(Collected data entries)
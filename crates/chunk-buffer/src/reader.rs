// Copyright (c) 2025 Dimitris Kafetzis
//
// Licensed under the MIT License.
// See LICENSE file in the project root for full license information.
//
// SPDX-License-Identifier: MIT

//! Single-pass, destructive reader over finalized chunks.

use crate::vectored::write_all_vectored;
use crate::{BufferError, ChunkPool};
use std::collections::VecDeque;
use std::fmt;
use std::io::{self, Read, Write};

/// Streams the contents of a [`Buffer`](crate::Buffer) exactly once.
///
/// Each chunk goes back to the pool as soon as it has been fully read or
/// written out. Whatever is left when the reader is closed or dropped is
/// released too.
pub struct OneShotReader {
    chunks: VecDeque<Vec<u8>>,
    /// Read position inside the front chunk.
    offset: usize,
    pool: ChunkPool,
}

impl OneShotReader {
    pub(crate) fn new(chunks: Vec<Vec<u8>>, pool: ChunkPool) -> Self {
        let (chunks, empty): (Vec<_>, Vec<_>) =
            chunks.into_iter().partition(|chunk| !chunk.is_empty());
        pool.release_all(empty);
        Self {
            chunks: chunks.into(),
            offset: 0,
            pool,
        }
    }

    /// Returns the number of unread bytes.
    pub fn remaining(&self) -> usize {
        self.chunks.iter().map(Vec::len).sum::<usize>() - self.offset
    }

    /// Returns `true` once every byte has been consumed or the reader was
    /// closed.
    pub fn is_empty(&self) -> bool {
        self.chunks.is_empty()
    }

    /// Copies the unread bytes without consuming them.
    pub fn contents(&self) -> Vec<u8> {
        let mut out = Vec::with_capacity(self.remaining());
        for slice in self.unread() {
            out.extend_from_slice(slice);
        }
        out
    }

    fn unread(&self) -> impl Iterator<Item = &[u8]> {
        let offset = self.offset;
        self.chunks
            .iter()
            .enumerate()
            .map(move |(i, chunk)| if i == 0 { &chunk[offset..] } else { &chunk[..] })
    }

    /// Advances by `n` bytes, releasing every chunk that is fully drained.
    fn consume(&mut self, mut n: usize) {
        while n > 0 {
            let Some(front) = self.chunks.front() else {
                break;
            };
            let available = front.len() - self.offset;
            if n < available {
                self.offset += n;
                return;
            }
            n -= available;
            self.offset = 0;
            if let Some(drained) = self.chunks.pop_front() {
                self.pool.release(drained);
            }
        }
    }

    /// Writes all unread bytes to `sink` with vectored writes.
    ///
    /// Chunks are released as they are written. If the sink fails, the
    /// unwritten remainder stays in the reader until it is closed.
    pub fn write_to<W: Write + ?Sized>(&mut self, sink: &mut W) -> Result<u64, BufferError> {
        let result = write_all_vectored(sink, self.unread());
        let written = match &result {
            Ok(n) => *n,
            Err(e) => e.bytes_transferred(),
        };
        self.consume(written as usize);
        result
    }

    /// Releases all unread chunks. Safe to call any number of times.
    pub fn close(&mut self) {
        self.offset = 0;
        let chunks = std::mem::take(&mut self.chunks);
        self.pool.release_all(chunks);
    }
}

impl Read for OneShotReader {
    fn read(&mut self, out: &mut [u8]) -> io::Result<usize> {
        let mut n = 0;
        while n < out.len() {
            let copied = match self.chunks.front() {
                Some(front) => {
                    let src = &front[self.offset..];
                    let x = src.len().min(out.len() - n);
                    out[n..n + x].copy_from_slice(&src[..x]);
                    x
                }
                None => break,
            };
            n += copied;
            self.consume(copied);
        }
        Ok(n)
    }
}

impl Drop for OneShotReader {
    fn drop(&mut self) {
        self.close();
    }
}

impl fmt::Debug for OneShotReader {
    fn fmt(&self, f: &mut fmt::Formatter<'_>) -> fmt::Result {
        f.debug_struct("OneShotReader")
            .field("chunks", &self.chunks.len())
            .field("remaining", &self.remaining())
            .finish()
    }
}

### [Action item]
The lines to copy run from the first line of the entries to the line containing "let mut out"; copy them exactly and output nothing else.

### [Result of the exercise]
filename crates/chunk-buffer/src/reader.rs
// Copyright (c) 2025 Dimitris Kafetzis
//
// Licensed under the MIT License.
// See LICENSE file in the project root for full license information.
//
// SPDX-License-Identifier: MIT

//! Single-pass, destructive reader over finalized chunks.

use crate::vectored::write_all_vectored;
use crate::{BufferError, ChunkPool};
use std::collections::VecDeque;
use std::fmt;
use std::io::{self, Read, Write};

/// Streams the contents of a [`Buffer`](crate::Buffer) exactly once.
///
/// Each chunk goes back to the pool as soon as it has been fully read or
/// written out. Whatever is left when the reader is closed or dropped is
/// released too.
pub struct OneShotReader {
    chunks: VecDeque<Vec<u8>>,
    /// Read position inside the front chunk.
    offset: usize,
    pool: ChunkPool,
}

impl OneShotReader {
    pub(crate) fn new(chunks: Vec<Vec<u8>>, pool: ChunkPool) -> Self {
        let (chunks, empty): (Vec<_>, Vec<_>) =
            chunks.into_iter().partition(|chunk| !chunk.is_empty());
        pool.release_all(empty);
        Self {
            chunks: chunks.into(),
            offset: 0,
            pool,
        }
    }

    /// Returns the number of unread bytes.
    pub fn remaining(&self) -> usize {
        self.chunks.iter().map(Vec::len).sum::<usize>() - self.offset
    }

    /// Returns `true` once every byte has been consumed or the reader was
    /// closed.
    pub fn is_empty(&self) -> bool {
        self.chunks.is_empty()
    }

    /// Copies the unread bytes without consuming them.
    pub fn contents(&self) -> Vec<u8> {
        let mut out = Vec::with_capacity(self.remaining());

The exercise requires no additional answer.